Because you set them up, I tell myself savagely as I dash for one of the nearby buildings.
The nearest building stretches up so high overhead that I can’t imagine where it ends. Its lower stories, however, must have been abandoned for a decade or more. The windows are shattered, or simply blank holes covered by ragged cloths. One of them is open to the air, and I vault through it as fast as I can. My leap is more acrobatic than my landing, which sends me sprawling onto the floor of a room empty except for a few broken-up crates.
Mere seconds later, Paul slides through the window after me, though it’s harder for him to get his large frame through. The only illumination comes from the brightening spotlights outside. I duck behind one of the larger, more intact crates, and motion for Paul to join me.
As he kneels by my side, he studies the odd, box-like gun he has in this dimension. “The firing mechanism seems obvious,” he mutters. “I’m not as sure about targeting.”
“You’re not shooting anyone!
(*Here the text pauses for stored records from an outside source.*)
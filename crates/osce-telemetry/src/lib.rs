mod audit;

pub use audit::{AuditLayer, AuditQuery, AuditRecord, AuditSink, AUDIT_TARGET};

use std::path::PathBuf;
use std::sync::Arc;

use tracing::Level;
use tracing_subscriber::layer::SubscriberExt;
use tracing_subscriber::util::SubscriberInitExt;
use tracing_subscriber::{EnvFilter, Layer};

/// Configuration for the telemetry subsystem.
#[derive(Clone, Debug)]
pub struct TelemetryConfig {
    /// Default log level. Overridden by RUST_LOG env var.
    pub log_level: Level,
    /// Per-module level overrides (e.g. "osce_engine" => DEBUG).
    pub module_levels: Vec<(String, Level)>,
    /// JSON lines on stderr instead of human-readable output.
    pub json: bool,
    /// Whether to persist warn+ logs and audit decisions to SQLite.
    pub audit_to_sqlite: bool,
    pub audit_db_path: PathBuf,
}

impl Default for TelemetryConfig {
    fn default() -> Self {
        Self {
            log_level: Level::INFO,
            module_levels: Vec::new(),
            json: false,
            audit_to_sqlite: true,
            audit_db_path: home_fallback().join("database/audit.db"),
        }
    }
}

/// Keeps the audit sink reachable for the lifetime of the process.
pub struct TelemetryGuard {
    audit_sink: Option<Arc<AuditSink>>,
}

impl TelemetryGuard {
    /// Access the audit sink for querying persisted decisions.
    pub fn audit(&self) -> Option<&AuditSink> {
        self.audit_sink.as_deref()
    }
}

fn filter_directive(config: &TelemetryConfig) -> String {
    let mut filter = config.log_level.to_string().to_lowercase();
    for (module, level) in &config.module_levels {
        filter.push_str(&format!(",{}={}", module, level.to_string().to_lowercase()));
    }
    filter
}

/// Initialize the telemetry subsystem. Call once at startup.
pub fn init_telemetry(config: TelemetryConfig) -> TelemetryGuard {
    let env_filter =
        EnvFilter::try_from_default_env().unwrap_or_else(|_| EnvFilter::new(filter_directive(&config)));

    let fmt_layer = if config.json {
        tracing_subscriber::fmt::layer()
            .json()
            .with_target(true)
            .with_span_list(true)
            .with_writer(std::io::stderr)
            .boxed()
    } else {
        tracing_subscriber::fmt::layer()
            .with_target(true)
            .with_writer(std::io::stderr)
            .boxed()
    };

    let (audit_layer, audit_sink) = if config.audit_to_sqlite {
        match AuditSink::open(&config.audit_db_path) {
            Ok(sink) => {
                let sink = Arc::new(sink);
                (Some(AuditLayer::new(sink.clone())), Some(sink))
            }
            Err(e) => {
                eprintln!("osce-telemetry: failed to open audit DB: {e}");
                (None, None)
            }
        }
    } else {
        (None, None)
    };

    let installed = tracing_subscriber::registry()
        .with(fmt_layer.with_filter(env_filter))
        .with(audit_layer)
        .try_init();
    if let Err(e) = installed {
        eprintln!("osce-telemetry: subscriber already installed: {e}");
    }

    TelemetryGuard { audit_sink }
}

fn home_fallback() -> PathBuf {
    std::env::var("HOME")
        .map(PathBuf::from)
        .unwrap_or_else(|_| PathBuf::from("/tmp"))
        .join(".osce")
}
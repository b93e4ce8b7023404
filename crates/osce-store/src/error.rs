#[derive(Debug, thiserror::Error)]
pub enum StoreError {
    #[error("database error: {0}")]
    Database(String),

    #[error("not found: {0}")]
    NotFound(String),

    #[error("conflict: {0}")]
    Conflict(String),

    #[error("serialization error: {0}")]
    Serialization(String),

    #[error("corrupt row in {table}.{column}: {detail}")]
    CorruptRow {
        table: &'static str,
        column: &'static str,
        detail: String,
    },

    #[error("IO error: {0}")]
    Io(String),
}

impl StoreError {
    pub fn is_not_found(&self) -> bool {
        matches!(self, Self::NotFound(_))
    }
}

impl From<rusqlite::Error> for StoreError {
    fn from(e: rusqlite::Error) -> Self {
        StoreError::Database(e.to_string())
    }
}

impl From<serde_json::Error> for StoreError {
    fn from(e: serde_json::Error) -> Self {
        StoreError::Serialization(e.to_string())
    }
}

impl From<std::io::Error> for StoreError {
    fn from(e: std::io::Error) -> Self {
        StoreError::Io(e.to_string())
    }
}
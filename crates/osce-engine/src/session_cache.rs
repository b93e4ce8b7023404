//! Bounded pool of live conversation contexts, one per session.
//!
//! Entries are evicted three ways: least-recently-used when a miss finds the
//! pool full, by the periodic TTL sweep, and explicitly when a session ends
//! or changes stage. All three, and every lookup, go through one mutex.
//! Removing an entry drops the cache's handle; the context closes itself once
//! the last in-flight request holding it finishes.

use std::collections::HashMap;
use std::sync::Arc;
use std::time::Duration;

use tokio::task::JoinHandle;
use tokio::time::Instant;
use tokio_util::sync::CancellationToken;
use tracing::{debug, info};

use osce_core::case::CaseKnowledge;
use osce_core::errors::GatewayError;
use osce_core::generative::{ConversationContext, GenerativeBackend, Turn};
use osce_core::ids::SessionId;
use osce_core::stage::StageName;

use crate::framing::Persona;

/// A context shared between the cache and the request currently using it.
pub type SharedContext = Arc<tokio::sync::Mutex<ConversationContext>>;

#[derive(Clone, Debug, PartialEq, Eq)]
pub struct CacheConfig {
    pub max_sessions: usize,
    pub ttl: Duration,
    pub sweep_interval: Duration,
}

impl Default for CacheConfig {
    fn default() -> Self {
        Self {
            max_sessions: 500,
            ttl: Duration::from_secs(60 * 60),
            sweep_interval: Duration::from_secs(5 * 60),
        }
    }
}

struct CacheEntry {
    context: SharedContext,
    last_used: Instant,
    /// Monotonic use counter; the smallest value is the LRU entry. Ties on
    /// `last_used` are common under a coarse or paused clock.
    use_seq: u64,
}

#[derive(Default)]
struct Pool {
    entries: HashMap<SessionId, CacheEntry>,
    next_seq: u64,
}

impl Pool {
    fn bump(&mut self) -> u64 {
        self.next_seq += 1;
        self.next_seq
    }

    fn evict_lru(&mut self) -> Option<SessionId> {
        let victim = self
            .entries
            .iter()
            .min_by_key(|(_, entry)| entry.use_seq)
            .map(|(id, _)| id.clone())?;
        self.entries.remove(&victim);
        Some(victim)
    }
}

pub struct GenerativeSessionCache {
    backend: Arc<dyn GenerativeBackend>,
    config: CacheConfig,
    persona: Persona,
    pool: parking_lot::Mutex<Pool>,
}

impl GenerativeSessionCache {
    pub fn new(backend: Arc<dyn GenerativeBackend>, config: CacheConfig) -> Self {
        let config = CacheConfig {
            max_sessions: config.max_sessions.max(1),
            ..config
        };
        Self {
            backend,
            config,
            persona: Persona::Patient,
            pool: parking_lot::Mutex::new(Pool::default()),
        }
    }

    /// Frame new contexts as `persona` instead of the patient.
    pub fn with_persona(mut self, persona: Persona) -> Self {
        self.persona = persona;
        self
    }

    pub fn persona(&self) -> Persona {
        self.persona
    }

    pub fn backend(&self) -> &Arc<dyn GenerativeBackend> {
        &self.backend
    }

    pub fn config(&self) -> &CacheConfig {
        &self.config
    }

    /// Return the session's context, creating it on a miss.
    ///
    /// A miss builds the persona's framing for `stage`, seeds the context with
    /// `prior_turns`, and evicts the LRU entry first if the pool is full.
    /// The pool lock is not held while the backend creates the context; if a
    /// concurrent miss for the same session wins the race, its context is
    /// kept and ours is dropped.
    pub async fn get_or_create(
        &self,
        session_id: &SessionId,
        case: &CaseKnowledge,
        stage: StageName,
        prior_turns: &[Turn],
    ) -> Result<SharedContext, GatewayError> {
        if let Some(hit) = self.touch(session_id) {
            debug!(session_id = %session_id, "generative context hit");
            return Ok(hit);
        }

        let framing = self.persona.framing(case, stage);
        let context = self.backend.create_context(&framing, prior_turns).await?;
        let context = Arc::new(tokio::sync::Mutex::new(context));

        let mut pool = self.pool.lock();
        let seq = pool.bump();
        let now = Instant::now();
        if let Some(existing) = pool.entries.get_mut(session_id) {
            existing.last_used = now;
            existing.use_seq = seq;
            return Ok(existing.context.clone());
        }
        while pool.entries.len() >= self.config.max_sessions {
            match pool.evict_lru() {
                Some(victim) => debug!(session_id = %victim, "evicted LRU generative context"),
                None => break,
            }
        }
        pool.entries.insert(
            session_id.clone(),
            CacheEntry {
                context: context.clone(),
                last_used: now,
                use_seq: seq,
            },
        );
        debug!(session_id = %session_id, size = pool.entries.len(), "generative context created");
        Ok(context)
    }

    /// Refresh and return an existing entry.
    fn touch(&self, session_id: &SessionId) -> Option<SharedContext> {
        let mut pool = self.pool.lock();
        let seq = pool.bump();
        let entry = pool.entries.get_mut(session_id)?;
        entry.last_used = Instant::now();
        entry.use_seq = seq;
        Some(entry.context.clone())
    }

    pub fn invalidate(&self, session_id: &SessionId) -> bool {
        let removed = self.pool.lock().entries.remove(session_id).is_some();
        if removed {
            debug!(session_id = %session_id, "generative context invalidated");
        }
        removed
    }

    /// Drop every entry idle for longer than the TTL. Returns how many went.
    pub fn sweep_expired(&self) -> usize {
        let now = Instant::now();
        let ttl = self.config.ttl;
        let mut pool = self.pool.lock();
        let before = pool.entries.len();
        pool.entries
            .retain(|_, entry| now.saturating_duration_since(entry.last_used) <= ttl);
        before - pool.entries.len()
    }

    pub fn len(&self) -> usize {
        self.pool.lock().entries.len()
    }

    pub fn is_empty(&self) -> bool {
        self.len() == 0
    }

    pub fn contains(&self, session_id: &SessionId) -> bool {
        self.pool.lock().entries.contains_key(session_id)
    }

    /// Run [`sweep_expired`](Self::sweep_expired) every `sweep_interval`
    /// until `cancel` fires.
    pub fn spawn_sweeper(self: &Arc<Self>, cancel: CancellationToken) -> JoinHandle<()> {
        let cache = Arc::clone(self);
        let period = cache.config.sweep_interval;
        tokio::spawn(async move {
            let mut ticker = tokio::time::interval(period);
            // The first tick completes immediately
            ticker.tick().await;
            loop {
                tokio::select! {
                    _ = cancel.cancelled() => {
                        debug!("generative context sweeper stopped");
                        return;
                    }
                    _ = ticker.tick() => {
                        let evicted = cache.sweep_expired();
                        if evicted > 0 {
                            info!(
                                evicted,
                                remaining = cache.len(),
                                persona = cache.persona.as_str(),
                                "expired generative contexts swept"
                            );
                        }
                    }
                }
            }
        })
    }
}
We didn’t come here for that—”
“We didn’t come here to get captured, either.” Paul takes a deep breath. I see him struggling. This is the splintering at work once more, threatening to shred his self-control at the moment he can least afford to snap. But he’s not angry with me, and I realize now that I wasn’t really the person he was angry with even before the guards. It’s just the unending tension of this chase, and the fear that we’re fighting a war we can never win.
“You should go back to the Moscowverse or move on,” I whisper as shouting begins outside. “This world’s Paul knows how to handle the gun, and he knows where to hide. He’d help me.”
Paul looks at me in total incomprehension. “I can’t leave you like this.”
“You can and you should.”
But it’s too late. A door I hadn’t seen before swings open, and a Triad guard runs in. His weapon is in his hands, and he’s aiming it straight at me.
Paul moves so fast he’s a blur, launching himself at my attacker. They go down together, but Paul winds up on top. The lights attached to the guard’s uniform shine in bright rays straight up toward the ceiling, as though the two of them were fighting in a cage of light. Paul doesn’t even bother trying to shoot the guard. Instead he uses his weapon as a bludgeon, smashing the guard’s face with it.
“No,” I whisper as droplets of blood spatter through the thin beams of light. Paul looks like he’s going beat this guy to a pulp—or to death. “Paul, no.”
But Paul doesn’t hear me. Instead he lifts the gun up, preparing for a more savage or even fatal blow. He’s lost to the fever pitch of violence. Truly lost.
Or so I think, until Paul freezes, hand with his bloody gun still over his head.
I watch, wide-eyed, as Paul stares down at his defeated opponent. He’s breathing hard, trembling from the sheer rush of adrenaline, but in the faint light I can see his face shifting from a grimace of rage back into the Paul I know. After a long moment, he lowers his hand, then tosses the gun aside.
He did it. Paul took control again. He did it! This isn’t like last time, where he spared Romola mostly because he thought she could still fire. He beat the splintering, and he knows he beat it. Despite everything going to hell all around us, I start to smile. Maybe now he can begin to hope again, and that hope can save us both.
Movement flickers at the corner of my eye. My mind supplies only one word: gun.
The next guard is firing even as he runs into the room. Paul looks up in the split second before he’s hit. His body jerks backward, blood spraying from his chest in a halo of red, and he falls.
My screams seem to belong to someone else. This horrible, agonized sound can’t be coming out of my throat; it has to be the whole world shrieking at once. No no no not Paul that’s going to kill them both, this world’s Paul and mine unless he can get to the Firebird, or I can—
I lunge forward, but the guard marching toward Paul shoves me back so hard that I tumble to the ground. Looking over my shoulder through the blur of tears, I see Paul lying on his back, one leg bent under him at an unnatural angle. His hand gropes blindly at his chest—for the Firebird? For the wound? I can’t tell. But then the guard fires again, and Paul’s body jumps once more before lying still.